Pour lire cette brève sur le site de rue 89

Céline vient de débarquer dans l’enseignement et a atterri dans le 93. Véronique a trois enfants et des problèmes d’argent. Elle feront cours ce mardi… si leurs élèves ne vont pas manifester.

Alors que le SNUipp-FSU (premier syndicat du premier degré) et le Snes (principal syndicat du second degré) ont appelé à la grève pour la journée du 12 octobre, il se pourrait que les enseignants soient rejoints par les lycéens et les étudiants.

« On a trop de scrupules par rapport aux élèves ! »

Démarrer sa carrière de prof en faisant grève ? Pas facile, selon Céline. Après une année de stage à Bourges (Cher), cette prof de français de 25 ans vient tout juste d’être titularisée dans un lycée de Saint-Ouen (Seine-Saint-Denis).

Elle a manifesté samedi et soutient une grande partie des revendications. Mais mardi, elle fera cours :

« J’ai peur de prendre trop de retard avec mes classes. C’est typique des jeunes profs : on est débordés par le rush de la rentrée car on n’a pas les réflexes des anciens. J’ai deux amies dans le même cas : on voudrait bien faire grève, mais on a trop de scrupules par rapport aux élèves ! »

D’après les représentants syndicaux, 47% du personnel de son établissement ont fait grève le 23 septembre :

« A titre de comparaison, très peu de gens se sont mobilisés l’année dernière à Bourges, où la moyenne d’âge était d’environ 45 ans. »

Retraites, Roms, bouclier fiscal

Les revendications ? «  Si elles étaient limitées aux retraites, je me serais sentie moins concernée. Pour moi, c’est un ensemble qui suscite le mécontentement : la déportation des Roms, le bouclier fiscal… »

Les jeunes profs essuient également les plâtres de la réforme de leur formation :

« Avant, les stagiaires donnaient huit heures de cours et consacraient le reste de la semaine à apprendre le métier. Cette année, ils se retrouvent à temps plein, parachutés devant les élèves sans aucune formation. »

Malgré sa charge de travail, Céline envisage de rejoindre le mouvement s’il est reconduit : « Mais je ferai cours quand même, avec un brassard pour montrer que je fais grève ! »

« La grève ? Je n’en ai pas les moyens »

On peut aussi renoncer à la grève pour des questions d’argent.
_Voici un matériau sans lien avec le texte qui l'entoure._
//! Managed `~/.ssh/config` blocks.
//!
//! Each session gets one block delimited by marker comments, so skiff can
//! rewrite or delete its own entries without touching anything the user
//! wrote. Blocks are matched by session name; host aliases are sanitized
//! and prefixed to keep them out of the way of hand-written hosts.

use camino::{Utf8Path, Utf8PathBuf};
use cap_std::{ambient_authority, fs_utf8::Dir};
use thiserror::Error;

use crate::util::null_device;

const BEGIN_PREFIX: &str = "# >>> skiff session:";
const END_PREFIX: &str = "# <<< skiff session:";

/// Default host alias prefix used when config does not override it.
pub const DEFAULT_HOST_PREFIX: &str = "skiff-";

/// Errors raised while editing the SSH config file.
#[derive(Debug, Error)]
pub enum SshConfigError {
    /// Raised when the config file cannot be read or written.
    #[error("failed to access {path}: {message}")]
    Io {
        /// Path that could not be accessed.
        path: Utf8PathBuf,
        /// Human-readable error message.
        message: String,
    },
    /// Raised when the config path has no filename component.
    #[error("invalid ssh config path: {0}")]
    InvalidPath(Utf8PathBuf),
}

/// One managed host entry.
#[derive(Clone, Debug, Eq, PartialEq)]
pub struct SshConfigEntry {
    /// Session the block belongs to; also the block marker key.
    pub session_name: String,
    /// `Host` alias exposed to the user.
    pub host_alias: String,
    /// Address or hostname to connect to.
    pub host_name: String,
    /// Login user.
    pub user: String,
    /// Private key path, when one is configured.
    pub identity_file: Option<String>,
    /// Emit `ForwardAgent yes`.
    pub forward_agent: bool,
    /// Emit `IdentitiesOnly yes`.
    pub identities_only: bool,
    /// When false, host key checking is disabled and known hosts are sent
    /// to the platform null device.
    pub strict_host_key_checking: bool,
}

impl SshConfigEntry {
    /// Builds an entry with the defaults used for ephemeral instances:
    /// agent forwarding on, identities pinned, host key checking off.
    #[must_use]
    pub fn new(session_name: &str, host_alias: &str, host_name: &str, user: &str) -> Self {
        Self {
            session_name: session_name.to_owned(),
            host_alias: host_alias.to_owned(),
            host_name: host_name.to_owned(),
            user: user.to_owned(),
            identity_file: None,
            forward_agent: true,
            identities_only: true,
            strict_host_key_checking: false,
        }
    }
}

/// Rewrites a session name into a safe `Host` alias and applies the prefix.
#[must_use]
pub fn default_host_alias(session_name: &str, prefix: &str) -> String {
    let mut alias = String::new();
    let mut last_was_hyphen = true;
    for ch in session_name.trim().chars() {
        if ch.is_ascii_alphanumeric() || ch == '.' || ch == '_' || ch == '-' {
            last_was_hyphen = ch == '-';
            if !(last_was_hyphen && alias.ends_with('-')) {
                alias.push(ch);
            }
        } else if !last_was_hyphen {
            alias.push('-');
            last_was_hyphen = true;
        }
    }
    let trimmed = alias.trim_matches('-');
    let body = if trimmed.is_empty() { "session" } else { trimmed };
    format!("{prefix}{body}")
}

/// Renders one managed block, markers included, with a trailing newline.
#[must_use]
pub fn render_entry(entry: &SshConfigEntry) -> String {
    let mut lines = vec![
        format!("{BEGIN_PREFIX} {}", entry.session_name),
        format!("Host {}", entry.host_alias),
        format!("  HostName {}", entry.host_name),
        format!("  User {}", entry.user),
    ];
    if let Some(identity) = &entry.identity_file {
        // Forward slashes keep the entry portable across platforms.
        lines.push(format!("  IdentityFile {}", identity.replace('\\', "/")));
    }
    if entry.forward_agent {
        lines.push(String::from("  ForwardAgent yes"));
    }
    if entry.identities_only {
        lines.push(String::from("  IdentitiesOnly yes"));
    }
    if !entry.strict_host_key_checking {
        lines.push(String::from("  StrictHostKeyChecking no"));
        lines.push(format!("  UserKnownHostsFile {}", null_device()));
    }
    lines.push(format!("{END_PREFIX} {}", entry.session_name));
    let mut rendered = lines.join("\n");
    rendered.push('\n');
    rendered
}

/// Inserts or replaces the managed block for `entry.session_name`, leaving
/// all other content byte-for-byte intact.
///
/// # Errors
///
/// Returns [`SshConfigError`] when the file cannot be read or written.
pub fn upsert(path: &Utf8Path, entry: &SshConfigEntry) -> Result<(), SshConfigError> {
    let existing = read_optional(path)?.unwrap_or_default();
    let (mut stripped, _) = remove_block(&existing, &entry.session_name);
    if !stripped.is_empty() && !stripped.ends_with('\n') {
        stripped.push('\n');
    }
    stripped.push_str(&render_entry(entry));
    write_all(path, stripped.as_bytes())
}

/// Removes the managed block for a session. Returns whether a block was
/// found; a missing file or block is not an error.
///
/// # Errors
///
/// Returns [`SshConfigError`] when the file cannot be read or written.
pub fn remove(path: &Utf8Path, session_name: &str) -> Result<bool, SshConfigError> {
    let Some(existing) = read_optional(path)? else {
        return Ok(false);
    };
    let (stripped, removed) = remove_block(&existing, session_name);
    if removed {
        write_all(path, stripped.as_bytes())?;
    }
    Ok(removed)
}

/// Drops the marker-delimited block for one session, keeping line endings
/// of the surrounding content untouched.
fn remove_block(text: &str, session_name: &str) -> (String, bool) {
    let begin = format!("{BEGIN_PREFIX} {session_name}");
    let end = format!("{END_PREFIX} {session_name}");
    let mut out = String::with_capacity(text.len());
    let mut removed = false;
    let mut inside = false;
    for line in text.split_inclusive('\n') {
        let trimmed = line.trim();
        if inside {
            if trimmed == end {
                inside = false;
            }
            continue;
        }
        if trimmed == begin {
            removed = true;
            inside = true;
            continue;
        }
        out.push_str(line);
    }
    (out, removed)
}

fn split_path(path: &Utf8Path) -> Result<(&Utf8Path, &str), SshConfigError> {
    let parent = path.parent().unwrap_or_else(|| Utf8Path::new("."));
    let file_name = path
        .file_name()
        .ok_or_else(|| SshConfigError::InvalidPath(path.to_path_buf()))?;
    Ok((parent, file_name))
}

fn read_optional(path: &Utf8Path) -> Result<Option<String>, SshConfigError> {
    let (parent, file_name) = split_path(path)?;
    let dir = match Dir::open_ambient_dir(parent, ambient_authority()) {
        Ok(dir) => dir,
        Err(err) if err.kind() == std::io::ErrorKind::NotFound => return Ok(None),
        Err(err) => {
            return Err(SshConfigError::Io {
                path: parent.to_path_buf(),
                message: err.to_string(),
            });
        }
    };
    match dir.read_to_string(file_name) {
        Ok(contents) => Ok(Some(contents)),
        Err(err) if err.kind() == std::io::ErrorKind::NotFound => Ok(None),
        Err(err) => Err(SshConfigError::Io {
            path: path.to_path_buf(),
            message: err.to_string(),
        }),
    }
}

fn write_all(path: &Utf8Path, bytes: &[u8]) -> Result<(), SshConfigError> {
    let (parent, file_name) = split_path(path)?;
    Dir::create_ambient_dir_all(parent, ambient_authority()).map_err(|err| SshConfigError::Io {
        path: parent.to_path_buf(),
        message: err.to_string(),
    })?;
    let dir = Dir::open_ambient_dir(parent, ambient_authority()).map_err(|err| {
        SshConfigError::Io {
            path: parent.to_path_buf(),
            message: err.to_string(),
        }
    })?;
    dir.write(file_name, bytes).map_err(|err| SshConfigError::Io {
        path: path.to_path_buf(),
        message: err.to_string(),
    })
}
C’est le cas de Véronique, 37 ans, qui enseigne la physique appliquée dans l’académie de Nancy-Metz :

« Avec trois enfants à charge et quelques imprévus, les fins de mois sont difficiles pour mon mari et moi. C’est pourquoi je ne me pose même pas la question.

Depuis la suppression de mon poste il y a deux ans, je travaille dans un lycée situé à 90 km de chez moi. C’est fatigant, et cela pèse sur mon budget, à tel point que je pense à une reconversion.
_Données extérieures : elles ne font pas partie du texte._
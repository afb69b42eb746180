//! Command-line interface definitions for the `skiff` binary.
//!
//! This module centralises the clap parser structures so both the main
//! binary and the build script can reuse them when generating the manual
//! page. It must stay free of dependencies on the rest of the crate.

use clap::{Args, Parser, Subcommand};

/// Top-level CLI for the `skiff` binary.
#[derive(Debug, Parser)]
#[command(
    name = "skiff",
    about = "Manage ephemeral Alibaba Cloud ECS instances as named sessions",
    arg_required_else_help = true
)]
pub(crate) struct Cli {
    /// Path to the state file (default: $SKIFF_STATE_FILE or ~/.skiff/state.json).
    #[arg(long, global = true, value_name = "PATH")]
    pub(crate) state_file: Option<String>,
    #[command(subcommand)]
    pub(crate) command: Command,
}

/// All skiff subcommands.
#[derive(Debug, Subcommand)]
pub(crate) enum Command {
    /// Print the resolved state file path.
    Path,
    /// List sessions in a table.
    List,
    /// Show the full record for one session.
    Info {
        /// Session name.
        name: String,
    },
    /// Create a session: provision an instance, start it, and wait for it.
    Create(CreateCommand),
    /// Print a session's public IP, allocating one when none is recorded.
    PublicIp {
        /// Session name.
        name: String,
        #[command(flatten)]
        wait: WaitArgs,
    },
    /// Reconcile local records against live instance listings.
    Sync(SyncCommand),
    /// Rename a session locally; the remote instance is untouched.
    Rename {
        /// Current session name.
        old: String,
        /// New session name.
        new: String,
    },
    /// SSH into a session (agent forwarding on). Extra args after `--` go to ssh.
    Connect(ConnectCommand),
    /// Copy files to or from a session with scp. Prefix the remote path with ':'.
    Scp(ScpCommand),
    /// Delete a session's instance and remove the record.
    Delete {
        /// Session name.
        name: String,
        /// Delete even if the instance is running (the default).
        #[arg(long, overrides_with = "no_force")]
        force: bool,
        /// Refuse to delete a running instance.
        #[arg(long = "no-force", overrides_with = "force")]
        no_force: bool,
        /// Keep the local session record after the instance is gone.
        #[arg(long)]
        keep_record: bool,
        /// Skip the confirmation prompt.
        #[arg(long, short = 'y')]
        yes: bool,
    },
    /// Stop a session's instance.
    Stop {
        /// Session name.
        name: String,
        /// Skip the guest OS shutdown.
        #[arg(long)]
        force: bool,
        /// Billing mode while stopped: stop-charging or keep-charging.
        #[arg(long, default_value = "stop-charging", value_name = "MODE")]
        mode: String,
        #[command(flatten)]
        wait: WaitArgs,
    },
    /// Start a stopped session's instance.
    Start {
        /// Session name.
        name: String,
        #[command(flatten)]
        wait: WaitArgs,
    },
    /// Inspect or edit the global config.
    #[command(subcommand)]
    Config(ConfigCommand),
    /// Manage named create templates.
    #[command(subcommand)]
    Template(TemplateCommand),
    /// Manage the per-session ~/.ssh/config blocks.
    #[command(subcommand)]
    Ssh(SshCommand),
}

/// Arguments for `skiff create`.
#[derive(Debug, Args)]
pub(crate) struct CreateCommand {
    /// Session name; must be unused.
    pub(crate) name: String,
    /// Template to layer between global config and flags.
    #[arg(long, short = 't', value_name = "NAME")]
    pub(crate) template: Option<String>,
    /// Region or zone id (zone ids are normalized).
    #[arg(long, value_name = "REGION")]
    pub(crate) region_id: Option<String>,
    /// Image id.
    #[arg(long, value_name = "IMAGE")]
    pub(crate) image_id: Option<String>,
    /// Instance type.
    #[arg(long, value_name = "TYPE")]
    pub(crate) instance_type: Option<String>,
    /// Security group id.
    #[arg(long, value_name = "SG")]
    pub(crate) security_group_id: Option<String>,
    /// VSwitch id.
    #[arg(long, value_name = "VSW")]
    pub(crate) v_switch_id: Option<String>,
    /// Key pair name.
    #[arg(long, value_name = "KEYPAIR")]
    pub(crate) key_pair_name: Option<String>,
    /// OS hostname (default: derived from the session name).
    #[arg(long, value_name = "HOSTNAME")]
    pub(crate) hostname: Option<String>,
    /// System disk category; disables the fallback retry chain.
    #[arg(long, value_name = "CATEGORY")]
    pub(crate) system_disk_category: Option<String>,
    /// System disk size in GB.
    #[arg(long, value_name = "GB")]
    pub(crate) system_disk_size: Option<i64>,
    /// ESSD performance level.
    #[arg(long, value_name = "LEVEL")]
    pub(crate) system_disk_performance_level: Option<String>,
    /// Outbound bandwidth cap in Mbps.
    #[arg(long, value_name = "MBPS")]
    pub(crate) internet_max_bandwidth_out: Option<i64>,
    /// Allocate a public IP once the instance runs.
    #[arg(long, overrides_with = "no_public_ip")]
    pub(crate) public_ip: bool,
    /// Do not allocate a public IP.
    #[arg(long = "no-public-ip", overrides_with = "public_ip")]
    pub(crate) no_public_ip: bool,
    /// Spot strategy: NoSpot, SpotAsPriceGo, or SpotWithPriceLimit.
    #[arg(long, value_name = "STRATEGY")]
    pub(crate) spot_strategy: Option<String>,
    /// Spot price ceiling; required for SpotWithPriceLimit.
    #[arg(long, value_name = "PRICE")]
    pub(crate) spot_price_limit: Option<f64>,
    /// SSH user saved on the session record.
    #[arg(long, value_name = "USER")]
    pub(crate) ssh_user: Option<String>,
    /// Overall wait timeout in seconds.
    #[arg(long, value_name = "SECONDS")]
    pub(crate) timeout: Option<u64>,
    /// Status poll interval in seconds.
    #[arg(long, value_name = "SECONDS")]
    pub(crate) poll_interval: Option<u64>,
    /// Do not wait for the instance to reach Running.
    #[arg(long)]
    pub(crate) no_wait: bool,
}

/// Wait behaviour shared by the commands that poll the provider.
#[derive(Debug, Args)]
pub(crate) struct WaitArgs {
    /// Do not poll for the target status.
    #[arg(long)]
    pub(crate) no_wait: bool,
    /// Overall wait timeout in seconds (default: config `timeout_seconds`).
    #[arg(long, value_name = "SECONDS")]
    pub(crate) timeout_seconds: Option<u64>,
    /// Status poll interval in seconds (default: config `poll_interval_seconds`).
    #[arg(long, value_name = "SECONDS")]
    pub(crate) poll_interval_seconds: Option<u64>,
}

/// Arguments for `skiff sync`.
#[derive(Debug, Args)]
pub(crate) struct SyncCommand {
    /// Regions to sync (repeatable); default: config and session regions.
    #[arg(long = "region-id", value_name = "REGION")]
    pub(crate) regions: Vec<String>,
    /// Sync every region visible to the account.
    #[arg(long, conflicts_with = "regions")]
    pub(crate) all_regions: bool,
    /// Remove vanished sessions instead of marking them NotFound.
    #[arg(long)]
    pub(crate) prune: bool,
    /// Import unknown instances as sessions (tagged skiff=true only).
    #[arg(long = "import")]
    pub(crate) import_new: bool,
    /// With --import: import every instance, tagged or not.
    #[arg(long, requires = "import_new")]
    pub(crate) import_all: bool,
}

/// Arguments for `skiff connect`.
#[derive(Debug, Args)]
pub(crate) struct ConnectCommand {
    /// Session name.
    pub(crate) name: String,
    /// Connect to the private IP instead of the public one.
    #[arg(long)]
    pub(crate) private: bool,
    /// Skip the pre-connect refresh from the provider.
    #[arg(long)]
    pub(crate) no_refresh: bool,
    /// SSH user (default: session record, then config, then root).
    #[arg(long, value_name = "USER")]
    pub(crate) user: Option<String>,
    /// Private key path (default: $SKIFF_SSH_KEY or config ssh_private_key_path).
    #[arg(long, value_name = "PATH")]
    pub(crate) key_file: Option<String>,
    /// Print the ssh command instead of running it.
    #[arg(long)]
    pub(crate) dry_run: bool,
    /// Extra arguments passed through to ssh (use -- to separate).
    #[arg(trailing_var_arg = true, allow_hyphen_values = true)]
    pub(crate) passthrough: Vec<String>,
}

/// Arguments for `skiff scp`.
#[derive(Debug, Args)]
pub(crate) struct ScpCommand {
    /// Session name.
    pub(crate) name: String,
    /// Source path; prefix with ':' for the remote side.
    pub(crate) source: String,
    /// Destination path; prefix with ':' for the remote side.
    pub(crate) destination: String,
    /// Use the private IP instead of the public one.
    #[arg(long)]
    pub(crate) private: bool,
    /// Skip the pre-transfer refresh from the provider.
    #[arg(long)]
    pub(crate) no_refresh: bool,
    /// SSH user (default: session record, then config, then root).
    #[arg(long, value_name = "USER")]
    pub(crate) user: Option<String>,
    /// Private key path (default: $SKIFF_SSH_KEY or config ssh_private_key_path).
    #[arg(long, value_name = "PATH")]
    pub(crate) key_file: Option<String>,
    /// Print the scp command instead of running it.
    #[arg(long)]
    pub(crate) dry_run: bool,
    /// Extra arguments passed through to scp (use -- to separate).
    #[arg(trailing_var_arg = true, allow_hyphen_values = true)]
    pub(crate) passthrough: Vec<String>,
}

/// Subcommands of `skiff config`.
#[derive(Debug, Subcommand)]
pub(crate) enum ConfigCommand {
    /// Print the global config as JSON.
    Show,
    /// Set config values from key=value pairs.
    Set {
        /// Pairs such as region_id=eu-central-1 system_disk_size=40.
        #[arg(required = true, value_name = "KEY=VALUE")]
        pairs: Vec<String>,
    },
}

/// Subcommands of `skiff template`.
#[derive(Debug, Subcommand)]
pub(crate) enum TemplateCommand {
    /// List templates with their descriptions.
    List,
    /// Show one template as JSON.
    Show {
        /// Template name.
        name: String,
    },
    /// Create or update a template from key=value pairs.
    Set {
        /// Template name.
        name: String,
        /// Pairs such as instance_type=ecs.gn7.xlarge.
        #[arg(required = true, value_name = "KEY=VALUE")]
        pairs: Vec<String>,
        /// Free-text description.
        #[arg(long, value_name = "TEXT")]
        description: Option<String>,
    },
    /// Remove keys from a template.
    Unset {
        /// Template name.
        name: String,
        /// Keys to remove.
        #[arg(required = true, value_name = "KEY")]
        keys: Vec<String>,
    },
    /// Delete a template.
    Delete {
        /// Template name.
        name: String,
    },
}

/// Subcommands of `skiff ssh`.
#[derive(Debug, Subcommand)]
pub(crate) enum SshCommand {
    /// Write or update the managed ssh config block for a session.
    Add {
        /// Session name.
        name: String,
        /// Use the private IP instead of the public one.
        #[arg(long)]
        private: bool,
    },
    /// Remove the managed ssh config block for a session.
    Del {
        /// Session name.
        name: String,
    },
}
Au départ, j’avais choisi ce métier pour garder une proximité avec mes enfants, que je suis pourtant en train de perdre. Je ne me plains pas de mon salaire, mais le coût de la vie rend les choses plus difficiles pour la classe moyenne. »
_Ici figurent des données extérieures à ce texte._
fn render_document(document: &StateDocument) -> Result<String, StateError> {
    // Round-tripping through Value sorts object keys.
    let value = serde_json::to_value(document).map_err(|err| StateError::Serialize {
        message: err.to_string(),
    })?;
    let mut text = serde_json::to_string_pretty(&value).map_err(|err| StateError::Serialize {
        message: err.to_string(),
    })?;
    text.push('\n');
    Ok(text)
}

fn home_dir() -> Option<Utf8PathBuf> {
    for var in ["HOME", "USERPROFILE"] {
        if let Some(value) = std::env::var_os(var) {
            let raw = value.to_string_lossy().into_owned();
            if !raw.trim().is_empty() {
                return Some(Utf8PathBuf::from(raw));
            }
        }
    }
    None
}

#[cfg(test)]
mod tests;
//! Tests for config layering, value coercion, and region normalization.

use rstest::rstest;
use serde_json::{Value, json};

use super::*;
use crate::state::Template;

fn document_with(config: Value) -> StateDocument {
    let mut document = StateDocument {
        config: config.as_object().cloned().unwrap_or_default(),
        ..StateDocument::new()
    };
    document.normalize();
    document
}

fn resolve(
    document: &StateDocument,
    template: Option<&str>,
    overrides: &CreateOverrides,
) -> EffectiveCreate {
    resolve_create(document, template, "dev", overrides)
        .unwrap_or_else(|err| panic!("resolve failed: {err}"))
}

fn base_config() -> Value {
    json!({
        "region_id": "eu-central-1",
        "image_id": "m-global",
        "instance_type": "ecs.g7.large",
        "security_group_id": "sg-1",
        "v_switch_id": "vsw-1",
        "key_pair_name": "kp-1",
    })
}

#[test]
fn later_layers_win_key_by_key() {
    let mut document = document_with(base_config());
    document.config.insert(String::from("ssh_user"), json!("admin"));
    document.templates.insert(
        String::from("gpu"),
        Template {
            name: String::from("gpu"),
            config: json!({"instance_type": "ecs.gn7.xlarge", "image_id": "m-tpl"})
                .as_object()
                .cloned()
                .unwrap_or_default(),
            ..Template::default()
        },
    );
    let overrides = CreateOverrides {
        image_id: Some(String::from("m-flag")),
        ..CreateOverrides::default()
    };

    let effective = resolve(&document, Some("gpu"), &overrides);

    // Global only, template override, flag override.
    assert_eq!(effective.ssh_user, "admin");
    assert_eq!(effective.instance_type, "ecs.gn7.xlarge");
    assert_eq!(effective.image_id, "m-flag");
}

#[test]
fn missing_required_key_names_the_key() {
    let mut config = base_config();
    if let Some(object) = config.as_object_mut() {
        object.remove("security_group_id");
    }
    let document = document_with(config);

    let err = resolve_create(&document, None, "dev", &CreateOverrides::default());
    match err {
        Err(ConfigError::MissingKey(key)) => assert_eq!(key, "security_group_id"),
        other => panic!("expected MissingKey, got {other:?}"),
    }
}

#[test]
fn unknown_template_is_rejected() {
    let document = document_with(base_config());
    let err = resolve_create(&document, Some("nope"), "dev", &CreateOverrides::default());
    assert!(matches!(err, Err(ConfigError::UnknownTemplate(name)) if name == "nope"));
}

#[rstest]
#[case::zone_digit_letter("ap-northeast-1c", "ap-northeast-1", true)]
#[case::zone_single_letter("cn-hangzhou-i", "cn-hangzhou", true)]
#[case::plain_region("cn-hangzhou", "cn-hangzhou", false)]
#[case::numbered_region("eu-central-1", "eu-central-1", false)]
fn zone_ids_normalize_to_regions(
    #[case] input: &str,
    #[case] expected: &str,
    #[case] warns: bool,
) {
    let resolved = normalize_region_id(input);
    assert_eq!(resolved.region_id, expected);
    assert_eq!(resolved.warning.is_some(), warns);
}

#[test]
fn zone_rewrite_surfaces_a_warning_on_resolution() {
    let mut config = base_config();
    if let Some(object) = config.as_object_mut() {
        object.insert(String::from("region_id"), json!("ap-northeast-1c"));
    }
    let document = document_with(config);

    let effective = resolve(&document, None, &CreateOverrides::default());
    assert_eq!(effective.region_id, "ap-northeast-1");
    assert_eq!(effective.warnings.len(), 1);
}

#[rstest]
#[case::boolean_true("true", json!(true))]
#[case::boolean_false("false", json!(false))]
#[case::null("null", json!(null))]
#[case::integer("42", json!(42))]
#[case::negative("-7", json!(-7))]
#[case::float("1.5", json!(1.5))]
#[case::leading_zero_stays_string("007", json!("007"))]
#[case::inline_object(r#"{"a": 1}"#, json!({"a": 1}))]
#[case::inline_array("[1, 2]", json!([1, 2]))]
#[case::plain_string("cn-hangzhou", json!("cn-hangzhou"))]
#[case::instance_id("i-0123abc", json!("i-0123abc"))]
fn coerce_value_picks_the_most_specific_type(#[case] raw: &str, #[case] expected: Value) {
    assert_eq!(coerce_value(raw), expected);
}

#[test]
fn hostname_defaults_to_sanitized_session_name() {
    let document = document_with(base_config());
    let effective = resolve_create(
        &document,
        None,
        "My Dev_Box!",
        &CreateOverrides::default(),
    )
    .unwrap_or_else(|err| panic!("resolve failed: {err}"));
    assert_eq!(effective.hostname.as_deref(), Some("my-dev-box"));
}

#[test]
fn explicit_hostname_wins_over_session_name() {
    let document = document_with(base_config());
    let overrides = CreateOverrides {
        hostname: Some(String::from("box-1")),
        ..CreateOverrides::default()
    };
    let effective = resolve(&document, None, &overrides);
    assert_eq!(effective.hostname.as_deref(), Some("box-1"));
}

#[test]
fn hostname_disabled_when_session_naming_is_off() {
    let mut config = base_config();
    if let Some(object) = config.as_object_mut() {
        object.insert(String::from("set_hostname_to_session"), json!(false));
    }
    let document = document_with(config);
    let effective = resolve(&document, None, &CreateOverrides::default());
    assert_eq!(effective.hostname, None);
}

#[test]
fn pinned_disk_category_disables_fallbacks() {
    let document = document_with(base_config());
    let overrides = CreateOverrides {
        system_disk_category: Some(String::from("cloud_essd")),
        ..CreateOverrides::default()
    };
    let effective = resolve(&document, None, &overrides);
    assert!(effective.disk_category_pinned);
    assert_eq!(effective.system_disk_category.as_deref(), Some("cloud_essd"));
}

#[test]
fn defaults_apply_for_timeouts_and_fallback_chain() {
    let document = document_with(base_config());
    let effective = resolve(&document, None, &CreateOverrides::default());
    assert_eq!(effective.timeout, Duration::from_secs(600));
    assert_eq!(effective.poll_interval, Duration::from_secs(5));
    assert!(effective.allocate_public_ip);
    assert_eq!(
        effective.disk_category_fallbacks,
        vec![String::from("cloud_auto"), String::from("cloud_essd")]
    );
}

#[test]
fn wrong_typed_values_are_rejected() {
    let mut config = base_config();
    if let Some(object) = config.as_object_mut() {
        object.insert(String::from("auto_allocate_public_ip"), json!("yes"));
    }
    let document = document_with(config);
    let err = resolve_create(&document, None, "dev", &CreateOverrides::default());
    assert!(matches!(err, Err(ConfigError::WrongType { key, .. }) if key == "auto_allocate_public_ip"));
}

#[rstest]
#[case::spaces_and_case("My Dev_Box!", "my-dev-box")]
#[case::collapses_runs("a---b", "a-b")]
#[case::empty_falls_back("!!!", "skiff")]
fn sanitize_hostname_produces_valid_labels(#[case] input: &str, #[case] expected: &str) {
    assert_eq!(sanitize_hostname(input), expected);
}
Avec son emploi du temps condensé, Véronique avoue ne pas suivre de très près le mouvement social dans son lycée :

« Parmi mes collègues, certains sont des syndicalistes purs et durs. Pour ma part, j’ai toujours eu des réticences à faire grève : je préfère la médiation. De plus, je pense que les réformes sont nécessaires, car nous avons un train de retard. Prenez le domaine technique : on n’est plus à la pointe. Je trouve seulement qu’on manque de moyens au niveau humain. »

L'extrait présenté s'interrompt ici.